JATIMTERKINI.COM: Pakar Hukum Tata Negara, Mahfud MD, menilai ada kejanggalan atas sikap kejaksaan yang hingga kini tak kunjung mengajukan kasasi atas putusan bebas Gregorius Ronald Tannur.
Apalagi, dalam pernyataannya Kepala Kejaksaan Tinggi (Kajati) Jawa Timur, Mia Amiati, menyebut pihaknya tidak bisa mengajukan kasasi lantaran belum menerima salinan putusan dari Pengadilan Negeri (PN) Surabaya.
“Saya membaca (pemberitaan), kepala Kejaksaan Tinggi Jawa Timur menyatakan belum bisa kasasi karena belum mendapat turunan vonisnya. Alasannya begitu,” ujar Mahfud MD kepada awak media di UGM, Sleman, DIY.

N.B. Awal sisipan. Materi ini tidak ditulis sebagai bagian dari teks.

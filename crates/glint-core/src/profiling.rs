//! Profiling utilities based on the `puffin` crate.

use std::sync::OnceLock;

pub use puffin::{GlobalProfiler, profile_function, profile_scope};

/// Address the puffin http server listens on.
pub const PUFFIN_ADDRESS: &str = "0.0.0.0:8585";

/// Profiling backend options.
#[derive(Debug, Clone, Copy, PartialEq, Eq)]
pub enum ProfilingBackend {
    /// Only collect scopes in-process (useful for tests and benches).
    InProcess,
    /// Serve profiling data to puffin_viewer over HTTP.
    PuffinHttp,
}

static PROFILING_SERVER: OnceLock<puffin_http::Server> = OnceLock::new();

/// Enable scope collection and start the requested backend.
///
/// ```no_run
/// use glint_core::profiling::{init_profiling, ProfilingBackend};
///
/// init_profiling(ProfilingBackend::PuffinHttp);
/// ```
pub fn init_profiling(backend: ProfilingBackend) {
    puffin::set_scopes_on(true);

    match backend {
        ProfilingBackend::InProcess => {}
        ProfilingBackend::PuffinHttp => {
            if PROFILING_SERVER.get().is_some() {
                return;
            }
            match puffin_http::Server::new(PUFFIN_ADDRESS) {
                Ok(server) => {
                    tracing::info!("Puffin profiler server started on http://{PUFFIN_ADDRESS}");
                    let _ = PROFILING_SERVER.set(server);
                }
                Err(e) => {
                    tracing::error!("Failed to start puffin server: {}", e);
                }
            }
        }
    }
}

/// Whether scopes are currently being recorded.
pub fn is_enabled() -> bool {
    puffin::are_scopes_on()
}

/// Mark a frame boundary. Call once per rendered frame.
#[inline]
pub fn new_frame() {
    puffin::GlobalProfiler::lock().new_frame();
}

#[cfg(test)]
mod tests {
    use super::*;

    #[test]
    fn test_in_process_enables_scopes() {
        init_profiling(ProfilingBackend::InProcess);
        assert!(is_enabled());
        {
            profile_scope!("test_scope");
        }
        new_frame();
    }
}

Padahal, kata Mahfud, salinan putusan atas vonis tersebut seharusnya bisa langsung diminta ke pihak PN Surabaya. Bahkan, salinan putusan asli juga sudah diunggah ke laman Direktori Putusan Mahkamah Agung (MA).
“Putusan sekian itu sudah lengkap. Masa kejaksaan enggak punya, atau kalau mau nyiapkan tuntutan cetak itu saja dulu lalu susun berdasarkan itu nanti sambil nunggu aslinya dalam waktu 14 hari ke depan. Tapi saya kira itu sangat teknis kalau soal belum menerima salinan putusan itu,” jelas Mahfud.
Selain itu, lanjut Mahfud, pertimbangan majelis hakim PN Surabaya dalam persidangan kasus Gregorius Ronald Tannur tak bisa diterima akal sehat publik (public common sense) .
Mahfud menilai, pertimbangan majelis hakim yang memvonis bebas Ronald Tannur dalam perkara dugaan penganiayaan yang mengakibatkan kematian sangat bertentangan dengan logika publik.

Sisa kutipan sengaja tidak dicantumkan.